The first query for a brand-new domain might take 80–150 ms. The millionth query, served entirely from the recursive resolver's cache, takes 1 ms. The cache is the design.
The Hierarchy — and Why It's Shaped Like This
Read a domain right-to-left, and you read its administrative tree:
api . acme . com . ↑ ↑ ↑ ↑ host SLD TLD root (implicit dot)
The trailing dot is real but rarely typed. It marks the root zone — the topmost authority. Underneath the root sit ~1500 top-level domains: legacy (.com, .net, .org), country-code (.uk, .de, .in), and the modern long tail (.io, .dev, .app, .ai). Each TLD is run by a registry (Verisign for .com, Public Interest Registry for .org) which delegates names to registrars (Namecheap, Cloudflare Registrar, Route53), who sell them to you.

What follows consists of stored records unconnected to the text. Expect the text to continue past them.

use std::future::Future;
use std::sync::Arc;
use std::time::Duration;

use axum::extract::ws::{Message, WebSocket};
use axum::extract::{Path, State, WebSocketUpgrade};
use axum::http::StatusCode;
use axum::response::{IntoResponse, Response};
use axum::routing::get;
use axum::{Json, Router};
use futures_util::{SinkExt, StreamExt};
use thiserror::Error;
use tokio::net::TcpListener;
use tokio::sync::mpsc;
use tokio::time::timeout;

use super::events::{ClientMessage, CommandFailure, PlaybackCommand, ServerMessage, TimeResponse};
use super::hub::{ConnectionId, RegistryError};
use super::room::{CommandError, RoomSnapshot};
use super::ServerCore;

#[derive(Debug, Error)]
pub enum ServerError {
    #[error("failed to bind {addr}: {source}")]
    Bind {
        addr: String,
        source: std::io::Error,
    },
    #[error("server terminated: {0}")]
    Serve(std::io::Error),
}

pub fn router(core: Arc<ServerCore>) -> Router {
    Router::new()
        .route("/ws", get(handle_websocket))
        .route("/time", get(handle_time))
        .route("/rooms/{room_id}/state", get(handle_room_state))
        .with_state(core)
}

pub async fn bind(addr: &str) -> Result<TcpListener, ServerError> {
    TcpListener::bind(addr)
        .await
        .map_err(|source| ServerError::Bind {
            addr: addr.to_string(),
            source,
        })
}

pub async fn serve<F>(
    listener: TcpListener,
    core: Arc<ServerCore>,
    shutdown: F,
) -> Result<(), ServerError>
where
    F: Future<Output = ()> + Send + 'static,
{
    if let Ok(addr) = listener.local_addr() {
        log::info!("listening on http://{addr}");
    }
    axum::serve(listener, router(core))
        .with_graceful_shutdown(shutdown)
        .await
        .map_err(ServerError::Serve)
}

async fn handle_time(State(core): State<Arc<ServerCore>>) -> Json<TimeResponse> {
    Json(TimeResponse {
        server_time: core.now_ms(),
    })
}

async fn handle_room_state(
    State(core): State<Arc<ServerCore>>,
    Path(room_id): Path<String>,
) -> Response {
    match core.commands().room_state(&room_id) {
        Ok(snapshot) => Json(snapshot).into_response(),
        Err(err) => {
            let status = match err {
                CommandError::UnknownRoom(_) => StatusCode::NOT_FOUND,
                _ => StatusCode::SERVICE_UNAVAILABLE,
            };
            (status, Json(err.to_failure())).into_response()
        }
    }
}

async fn handle_websocket(ws: WebSocketUpgrade, State(core): State<Arc<ServerCore>>) -> Response {
    ws.on_upgrade(move |socket| handle_socket(socket, core))
}

async fn handle_socket(socket: WebSocket, core: Arc<ServerCore>) {
    let (mut sender, mut receiver) = socket.split();
    let (outbound_tx, mut outbound_rx) =
        mpsc::channel::<ServerMessage>(core.config().subscriber_queue_capacity.max(1));
    let id = core.registry().register(outbound_tx);
    log::debug!("connection {id} opened");

    let writer = tokio::spawn(async move {
        while let Some(message) = outbound_rx.recv().await {
            let text = match serde_json::to_string(&message) {
                Ok(text) => text,
                Err(err) => {
                    log::warn!("failed to encode server message: {err}");
                    continue;
                }
            };
            if sender.send(Message::Text(text.into())).await.is_err() {
                break;
            }
        }
        let _ = sender.close().await;
    });

    let heartbeat = Duration::from_secs(core.config().heartbeat_timeout_secs.max(1));
    loop {
        let message = match timeout(heartbeat, receiver.next()).await {
            Err(_) => {
                log::info!("connection {id} silent for {heartbeat:?}; closing");
                break;
            }
            Ok(None) => break,
            Ok(Some(Err(err))) => {
                log::debug!("connection {id} read failed: {err}");
                break;
            }
            Ok(Some(Ok(message))) => message,
        };

        match message {
            Message::Text(text) => handle_client_text(&core, id, text.as_str()).await,
            Message::Close(_) => break,
            _ => {}
        }
    }

    core.registry().remove(id);
    writer.abort();
    log::debug!("connection {id} closed");
}

async fn handle_client_text(core: &ServerCore, id: ConnectionId, text: &str) {
    let message = match serde_json::from_str::<ClientMessage>(text) {
        Ok(message) => message,
        Err(err) => {
            reply_error(core, id, format!("invalid message: {err}"));
            return;
        }
    };

    match message {
        ClientMessage::Authenticate { credential } => {
            match core.authenticator().authenticate(&credential) {
                Ok(principal) => {
                    let user_id = principal.user_id.clone();
                    if core.registry().authenticate(id, principal).is_ok() {
                        log::info!("connection {id} authenticated as {user_id}");
                        core.registry()
                            .send_to(id, ServerMessage::Authenticated { user_id });
                    }
                }
                Err(err) => reply_error(core, id, err.to_string()),
            }
        }
        ClientMessage::JoinRoom { room_id } => join_room(core, id, room_id),
        ClientMessage::LeaveRoom => {
            if let Some(room_id) = core.registry().leave(id) {
                core.registry().send_to(id, ServerMessage::Left { room_id });
            }
        }
        ClientMessage::Command {
            request_id,
            command,
        } => {
            let result = execute_command(core, id, command).await;
            let (state, error) = match result {
                Ok(state) => (Some(state), None),
                Err(failure) => (None, Some(failure)),
            };
            core.registry().send_to(
                id,
                ServerMessage::CommandResult {
                    request_id,
                    state,
                    error,
                },
            );
        }
        ClientMessage::TimeProbe {
            probe_id,
            client_time,
        } => {
            core.registry().send_to(
                id,
                ServerMessage::TimeProbe {
                    probe_id,
                    client_time,
                    server_time: core.now_ms(),
                },
            );
        }
        ClientMessage::GetRoomState => {
            let Some(room_id) = core.registry().room_of(id) else {
                reply_error(core, id, "not in a room".to_string());
                return;
            };
            match core.commands().room_state(&room_id) {
                Ok(state) => {
                    core.registry().send_to(id, ServerMessage::RoomState { state });
                }
                Err(err) => reply_error(core, id, err.to_string()),
            }
        }
        ClientMessage::Ping => {
            core.registry().send_to(
                id,
                ServerMessage::Pong {
                    server_time: core.now_ms(),
                },
            );
        }
    }
}

fn join_room(core: &ServerCore, id: ConnectionId, room_id: String) {
    if !core.directory().room_exists(&room_id) {
        reply_error(core, id, format!("room {room_id} does not exist"));
        return;
    }
    match core.registry().join(id, &room_id) {
        Ok(previous) => {
            if let Some(previous) = previous.filter(|previous| previous != &room_id) {
                log::info!("connection {id} moved from room {previous} to {room_id}");
            } else {
                log::info!("connection {id} joined room {room_id}");
            }
            match core.commands().room_state(&room_id) {
                Ok(state) => {
                    core.registry()
                        .send_to(id, ServerMessage::Joined { room_id, state });
                }
                Err(err) => reply_error(core, id, err.to_string()),
            }
        }
        Err(RegistryError::NotAuthenticated(_)) => {
            reply_error(core, id, "authenticate before joining a room".to_string());
        }
        Err(err) => reply_error(core, id, err.to_string()),
    }
}

async fn execute_command(
    core: &ServerCore,
    id: ConnectionId,
    command: PlaybackCommand,
) -> Result<RoomSnapshot, CommandFailure> {
    let Some(principal) = core.registry().principal_of(id) else {
        return Err(CommandFailure {
            kind: "unauthenticated".to_string(),
            message: "authenticate before sending commands".to_string(),
        });
    };
    let Some(room_id) = core.registry().room_of(id) else {
        return Err(CommandFailure {
            kind: "not_in_room".to_string(),
            message: "join a room before sending commands".to_string(),
        });
    };
    core.commands()
        .execute(&principal, &room_id, command)
        .await
        .map_err(|err| err.to_failure())
}

fn reply_error(core: &ServerCore, id: ConnectionId, message: String) {
    core.registry().send_to(id, ServerMessage::Error { message });
}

Your acme.com is one entry in the .com registry. You set NS records with the registrar — those records point at your authoritative nameservers (Cloudflare, Route53, NS1, your own bind installation). From that point onward, your nameserver is the source of truth for everything under acme.com.
dig +trace acme.com.The Records You'll Actually Use
DNS is a record store. Each record has a name, a type, a TTL, and data. You'll meet maybe 30 record types over a career; in deployment you'll touch six.
| Type | Purpose | Example |
|---|---|---|
| A | Hostname → IPv4 address | api.acme.com 300 A 203.0.113.42 |
| AAAA | Hostname → IPv6 address | api.acme.com 300 AAAA 2001:db8::42 |
| CNAME | Alias for another hostname | www.acme.com 300 CNAME acme.com. |
| MX | Mail exchange | acme.com 3600 MX 10 aspmx.l.google.com. |
| TXT | Free-form text (SPF, DKIM, verification) | acme.com 300 TXT "v=spf1 include:_spf.google.com ~all" |
| NS | Delegate a zone to nameservers | acme.com 86400 NS ns1.cloudflare.com. |
| SRV | Service location with port (XMPP, SIP, MS services) | _sip._tcp.acme.com 3600 SRV 10 60 5060 sip.acme.com. |
| CAA | Which CAs may issue certs for this name | acme.com 86400 CAA 0 issue "letsencrypt.org" |
| PTR | Reverse: IP → name (mostly for mail) | 42.113.0.203.in-addr.arpa PTR mail.acme.com. |
The CNAME trap
A CNAME says "to find www.acme.com, look up acme.com." Two rules govern it and both surprise people:
- A name with a CNAME may not have any other records. Not an MX, not a TXT, nothing. The CNAME is the whole answer for that name.
- The zone apex (the bare domain like
acme.com) cannot be a CNAME. The apex usually carries SOA, NS, MX, TXT — so a CNAME there is illegal per RFC.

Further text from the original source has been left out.